YOUR INSTRUCTIONS:
For the material that follows, list every line containing the word "requested".

INPUT RECORDS:
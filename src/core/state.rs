//! Serve/watch state tracking.
//!
//! Two flags:
//! - `SERVING`: the initial build finished, rebuilds may run
//! - `SHUTDOWN`: Ctrl+C received

use std::sync::atomic::{AtomicBool, Ordering};
use std::sync::{Arc, OnceLock};

use tiny_http::Server;

/// Initial build finished; the watcher only forwards events after this.
static SERVING: AtomicBool = AtomicBool::new(false);

/// Shutdown has been requested (Ctrl+C received)
static SHUTDOWN: AtomicBool = AtomicBool::new(false);

/// HTTP server reference for graceful shutdown
static SERVER: OnceLock<Arc<Server>> = OnceLock::new();

/// Shutdown signal sender for the actor system
static SHUTDOWN_TX: OnceLock<crossbeam::channel::Sender<()>> = OnceLock::new();

pub fn is_serving() -> bool {
    SERVING.load(Ordering::SeqCst)
}

/// Mark the initial build as done.
pub fn set_serving() {
    SERVING.store(true, Ordering::SeqCst);
}

/// Install the global Ctrl+C handler. Call once at program start.
///
/// - nothing registered: exit immediately
/// - actors registered: signal them to stop
/// - server registered: also unblock its request loop
pub fn setup_shutdown_handler() -> anyhow::Result<()> {
    ctrlc::set_handler(|| {
        SHUTDOWN.store(true, Ordering::SeqCst);

        let tx = SHUTDOWN_TX.get();
        if let Some(tx) = tx {
            let _ = tx.send(());
        }

        if let Some(server) = SERVER.get() {
            crate::log!("serve"; "shutting down...");
            server.unblock();
        } else if tx.is_none() {
            std::process::exit(0);
        }
    })
    .map_err(|e| anyhow::anyhow!("failed to set Ctrl+C handler: {}", e))
}

/// Register the HTTP server and the actor shutdown channel.
pub fn register_server(server: Arc<Server>, shutdown_tx: crossbeam::channel::Sender<()>) {
    let _ = SERVER.set(server);
    register_shutdown(shutdown_tx);
}

/// Register the actor shutdown channel (watch mode without a server).
pub fn register_shutdown(shutdown_tx: crossbeam::channel::Sender<()>) {
    let _ = SHUTDOWN_TX.set(shutdown_tx);
}

/// Check if shutdown has been requested
pub fn is_shutdown() -> bool {
    SHUTDOWN.load(Ordering::Relaxed)
}
//! The course index page, rendered from the main readme.

use serde::Serialize;

use super::markdown::{self, MarkdownOptions};
use super::title::first_heading;
use super::{RenderedPage, TemplateError, TemplateSnapshot};
use crate::config::{SiteConfig, SiteInfoConfig};

#[derive(Debug, Serialize)]
struct IndexContext<'a> {
    /// The readme as HTML. Templates output it with `|safe`.
    contents: String,
    title: String,
    webfonts: bool,
    site: &'a SiteInfoConfig,
}

pub fn render_index(
    markdown: &str,
    template: &TemplateSnapshot,
    config: &SiteConfig,
) -> Result<RenderedPage, TemplateError> {
    let html = template.render(IndexContext {
        contents: markdown::to_html(markdown, &MarkdownOptions::github()),
        title: first_heading(markdown).unwrap_or_else(|| config.site.title.clone()),
        webfonts: config.build.webfonts,
        site: &config.site,
    })?;

    Ok(RenderedPage {
        source: config.build.readme.clone(),
        dest: config.build.output.join("index.html"),
        bytes: html.into_bytes(),
    })
}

RESPONSE BOX:
/// Shutdown has been requested (Ctrl+C received)
/// Check if shutdown has been requested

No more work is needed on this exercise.